T. Christian Miller (born 1970) is an American investigative reporter, editor, author and war correspondent for ProPublica. He has focused on how multinational corporations operate in foreign countries, documenting human rights and environmental abuses. Miller has covered four wars—Kosovo, Colombia, Israel and the West Bank, and Iraq. He also covered the 2000 presidential campaign. He is also known for his work in the field of computer-assisted reporting and was awarded a Knight Fellowship at Stanford University in 2012 to study innovation in journalism. In 2016, Miller was awarded the Pulitzer Prize for Explanatory Journalism with Ken Armstrong of The Marshall Project. In 2019, he served as a producer of the Netflix limited series Unbelievable, which was based on the prize-winning article. In 2020, Miller shared the Pulitzer Prize for National Reporting with other reporters from ProPublica and The Seattle Times. With Megan Rose and Robert Faturechi, Miller co-won the 2020 award for his reporting on United States Seventh Fleet accidents.

==Career and biography==
Miller grew up in Charleston, South Carolina. His mother, Linda Miller, was a member of the local school board who focused on integration issues. His father, Donald H. Miller, was a research biochemist at the Medical University of South Carolina. Miller graduated from Bishop England High School.

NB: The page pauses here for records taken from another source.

use criterion::{black_box, criterion_group, criterion_main, Criterion};
use glam::Vec3;
use holdfast_scene::{Collider, LayerMask, Ray, RigidBody, Scene, SceneObject};

fn populated_scene(side: usize) -> Scene {
    let mut scene = Scene::default();
    for x in 0..side {
        for z in 0..side {
            let position = Vec3::new(x as f32 * 2.0 - side as f32, 0.5, -(z as f32) * 2.0 - 2.0);
            scene.spawn(
                SceneObject::at(position)
                    .with_collider(Collider::cuboid(Vec3::splat(0.5)))
                    .with_layer(if (x + z) % 3 == 0 {
                        LayerMask::ENVIRONMENT
                    } else {
                        LayerMask::INTERACTABLE
                    })
                    .with_body(RigidBody::default()),
            );
        }
    }
    scene
}

fn bench_raycast_interaction_range(c: &mut Criterion) {
    // A warehouse-sized grid; the scanner casts once per tick at short range
    let scene = populated_scene(16);
    let ray = Ray::new(Vec3::new(0.0, 0.5, 0.0), Vec3::NEG_Z);

    c.bench_function("raycast_interaction_range", |b| {
        b.iter(|| black_box(scene.raycast(black_box(&ray), 3.0, LayerMask::INTERACTABLE)))
    });
}

fn bench_raycast_long_miss(c: &mut Criterion) {
    let scene = populated_scene(16);
    let ray = Ray::new(Vec3::new(0.0, 10.0, 0.0), Vec3::NEG_Z);

    c.bench_function("raycast_long_miss", |b| {
        b.iter(|| black_box(scene.raycast(black_box(&ray), 100.0, LayerMask::all())))
    });
}

fn bench_step_and_sync(c: &mut Criterion) {
    let mut scene = populated_scene(16);

    c.bench_function("step_and_sync", |b| {
        b.iter(|| {
            scene.step(black_box(1.0 / 60.0));
            scene.sync_attachments();
        })
    });
}

criterion_group!(benches, bench_raycast_interaction_range, bench_raycast_long_miss, bench_step_and_sync);
criterion_main!(benches);
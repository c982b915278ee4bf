//! Rigid body state.
//!
//! The scene does not run a contact solver. A body only carries the flags a
//! gameplay layer toggles (kinematic, gravity, interpolation) and a linear
//! velocity that [`Scene::step`](crate::Scene::step) integrates.

use glam::Vec3;
use serde::{Deserialize, Serialize};

/// Render interpolation mode of a body.
///
/// Stored for the renderer; the headless scene never reads it.
#[derive(Debug, Clone, Copy, Default, PartialEq, Eq, Hash, Serialize, Deserialize)]
pub enum Interpolation {
    /// Render at the last simulated pose.
    None,
    /// Blend between the previous and current simulated pose.
    #[default]
    Interpolate,
    /// Predict the next pose from velocity.
    Extrapolate,
}

/// Linear rigid body attached to a scene object.
#[derive(Debug, Clone, PartialEq, Serialize, Deserialize)]
pub struct RigidBody {
    mass: f32,
    velocity: Vec3,
    kinematic: bool,
    use_gravity: bool,
    interpolation: Interpolation,
}

impl Default for RigidBody {
    fn default() -> Self {
        Self::new(1.0)
    }
}

impl RigidBody {
    /// Creates a dynamic body with gravity and interpolation enabled.
    ///
    /// Non-positive masses are clamped to a small positive value.
    #[must_use]
    pub fn new(mass: f32) -> Self {
        Self {
            mass: mass.max(f32::EPSILON),
            velocity: Vec3::ZERO,
            kinematic: false,
            use_gravity: true,
            interpolation: Interpolation::Interpolate,
        }
    }

    /// Body mass in kilograms.
    #[must_use]
    pub fn mass(&self) -> f32 {
        self.mass
    }

    /// Current linear velocity.
    #[must_use]
    pub fn velocity(&self) -> Vec3 {
        self.velocity
    }

    /// Whether the body is driven by its transform instead of the simulation.
    #[must_use]
    pub fn is_kinematic(&self) -> bool {
        self.kinematic
    }

    /// Whether gravity is applied during integration.
    #[must_use]
    pub fn uses_gravity(&self) -> bool {
        self.use_gravity
    }

    /// Current interpolation mode.
    #[must_use]
    pub fn interpolation(&self) -> Interpolation {
        self.interpolation
    }

    /// Switches between kinematic and simulated.
    pub fn set_kinematic(&mut self, kinematic: bool) {
        self.kinematic = kinematic;
    }

    /// Enables or disables gravity.
    pub fn set_use_gravity(&mut self, use_gravity: bool) {
        self.use_gravity = use_gravity;
    }

    /// Sets the interpolation mode.
    pub fn set_interpolation(&mut self, interpolation: Interpolation) {
        self.interpolation = interpolation;
    }

    /// Overwrites the linear velocity.
    pub fn set_velocity(&mut self, velocity: Vec3) {
        self.velocity = velocity;
    }

    /// Applies an instantaneous impulse (`Δv = impulse / mass`).
    ///
    /// Kinematic bodies ignore impulses.
    pub fn apply_impulse(&mut self, impulse: Vec3) {
        if self.kinematic {
            return;
        }
        self.velocity += impulse / self.mass;
    }

    /// Whether [`Scene::step`](crate::Scene::step) should move this body.
    #[must_use]
    pub fn is_simulated(&self) -> bool {
        !self.kinematic
    }
}
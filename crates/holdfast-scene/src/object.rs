//! Scene objects and their identifiers.

use serde::{Deserialize, Serialize};
use std::fmt;

use glam::Vec3;

use crate::body::RigidBody;
use crate::collider::Collider;
use crate::layer::LayerMask;
use crate::transform::Transform;

/// Unique identifier for a scene object.
///
/// Ids are allocated monotonically and never reused, so a stale id held by a
/// gameplay system simply stops resolving once its object is despawned.
///
/// # Example
///
/// ```
/// use holdfast_scene::ObjectId;
///
/// let a = ObjectId::new(1);
/// let b = ObjectId::new(2);
/// assert!(a < b);
/// assert_eq!(a.as_u64(), 1);
/// ```
#[derive(Copy, Clone, PartialEq, Eq, PartialOrd, Ord, Hash, Serialize, Deserialize)]
pub struct ObjectId(u64);

impl ObjectId {
    /// Creates an `ObjectId` from a raw value.
    #[must_use]
    pub const fn new(id: u64) -> Self {
        Self(id)
    }

    /// Returns the raw value.
    #[must_use]
    pub const fn as_u64(self) -> u64 {
        self.0
    }
}

impl fmt::Debug for ObjectId {
    fn fmt(&self, f: &mut fmt::Formatter<'_>) -> fmt::Result {
        write!(f, "ObjectId({})", self.0)
    }
}

impl fmt::Display for ObjectId {
    fn fmt(&self, f: &mut fmt::Formatter<'_>) -> fmt::Result {
        write!(f, "{}", self.0)
    }
}

impl From<u64> for ObjectId {
    fn from(id: u64) -> Self {
        Self::new(id)
    }
}

/// Explicit "attached-to" relation.
///
/// While attached, the object's world transform is `parent_world * local`,
/// recomputed by [`Scene::sync_attachments`](crate::Scene::sync_attachments).
#[derive(Debug, Clone, Copy, PartialEq, Serialize, Deserialize)]
pub struct Attachment {
    /// Object this one follows.
    pub parent: ObjectId,
    /// Offset relative to the parent.
    pub local: Transform,
}

/// Everything the scene knows about one object.
#[derive(Debug, Clone, PartialEq, Serialize, Deserialize)]
pub struct SceneObject {
    /// World transform (kept in sync for attached objects).
    pub transform: Transform,
    /// Parent relation, if attached.
    pub attachment: Option<Attachment>,
    /// Collision shape; objects without one are invisible to ray queries.
    pub collider: Option<Collider>,
    /// Layers this object lives on.
    pub layer: LayerMask,
    /// Physics body, if simulated.
    pub body: Option<RigidBody>,
}

impl Default for SceneObject {
    fn default() -> Self {
        Self {
            transform: Transform::IDENTITY,
            attachment: None,
            collider: None,
            layer: LayerMask::DEFAULT,
            body: None,
        }
    }
}

impl SceneObject {
    /// Creates a bare object at `position`.
    #[must_use]
    pub fn at(position: Vec3) -> Self {
        Self {
            transform: Transform::from_translation(position),
            ..Self::default()
        }
    }

    /// Sets the full transform.
    #[must_use]
    pub fn with_transform(mut self, transform: Transform) -> Self {
        self.transform = transform;
        self
    }

    /// Adds a collider.
    #[must_use]
    pub fn with_collider(mut self, collider: Collider) -> Self {
        self.collider = Some(collider);
        self
    }

    /// Sets the collision layer.
    #[must_use]
    pub fn with_layer(mut self, layer: LayerMask) -> Self {
        self.layer = layer;
        self
    }

    /// Adds a rigid body.
    #[must_use]
    pub fn with_body(mut self, body: RigidBody) -> Self {
        self.body = Some(body);
        self
    }

    /// Requests an attachment to `parent` at `local`.
    ///
    /// Validated by [`Scene::spawn`](crate::Scene::spawn); an invalid
    /// attachment is dropped and the object spawns as a root.
    #[must_use]
    pub fn attached_to(mut self, parent: ObjectId, local: Transform) -> Self {
        self.attachment = Some(Attachment { parent, local });
        self
    }

    /// Whether this object currently follows a parent.
    #[must_use]
    pub fn is_attached(&self) -> bool {
        self.attachment.is_some()
    }
}
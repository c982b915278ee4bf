//! Holdfast headless harness.
//!
//! Loads a JSON scenario, runs the first-person controller against the
//! reference scene at a fixed timestep with scripted input, and prints a JSON
//! summary of the final state to stdout. Logs go to stderr.
//!
//! ```text
//! holdfast-sim scenarios/pickup_and_throw.json --ticks 240 --log-filter debug
//! ```

mod runner;
mod scenario;

use std::path::PathBuf;

use anyhow::{Context, Result};
use clap::Parser;
use tracing_subscriber::EnvFilter;

use crate::scenario::Scenario;

#[derive(Parser, Debug)]
#[command(name = "holdfast-sim")]
#[command(about = "Run a Holdfast first-person scenario headless")]
struct Cli {
    /// Scenario file (JSON)
    scenario: PathBuf,

    /// Override the scenario's tick count
    #[arg(long)]
    ticks: Option<u64>,

    /// Log filter directive, e.g. `info` or `holdfast_core=debug`
    #[arg(long, default_value = "info")]
    log_filter: String,
}

fn init_tracing(directive: &str) {
    let filter = EnvFilter::try_new(directive).unwrap_or_else(|_| EnvFilter::new("info"));
    tracing_subscriber::fmt()
        .with_env_filter(filter)
        .with_writer(std::io::stderr)
        .init();
}

fn main() -> Result<()> {
    let cli = Cli::parse();
    init_tracing(&cli.log_filter);

    let scenario = Scenario::from_file(&cli.scenario)?;
    let summary = runner::run(&scenario, cli.ticks);

    let json = serde_json::to_string_pretty(&summary).context("failed to encode summary")?;
    println!("{json}");
    Ok(())
}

Miller began his career in journalism at the University of California at Berkeley. He majored in English and minored in French while becoming the University Editor of the Daily Californian, an independent campus newspaper. After college, he worked for the St. Petersburg Times, now the Tampa Bay Times.

In 1997, he went to work for the Los Angeles Times. While at that paper, he covered local, national and international news, opening the newspaper's first bureau in Bogotá, Colombia. Miller was briefly held prisoner by the leftist Colombian guerrilla group known as the FARC, or Fuerzas Armadas Revolucionarias de Colombia, an episode later documented in a short animated news feature. Two of his reporters were later held captive by a second Colombian leftist group, the ELN, or Ejército de Liberación Nacional.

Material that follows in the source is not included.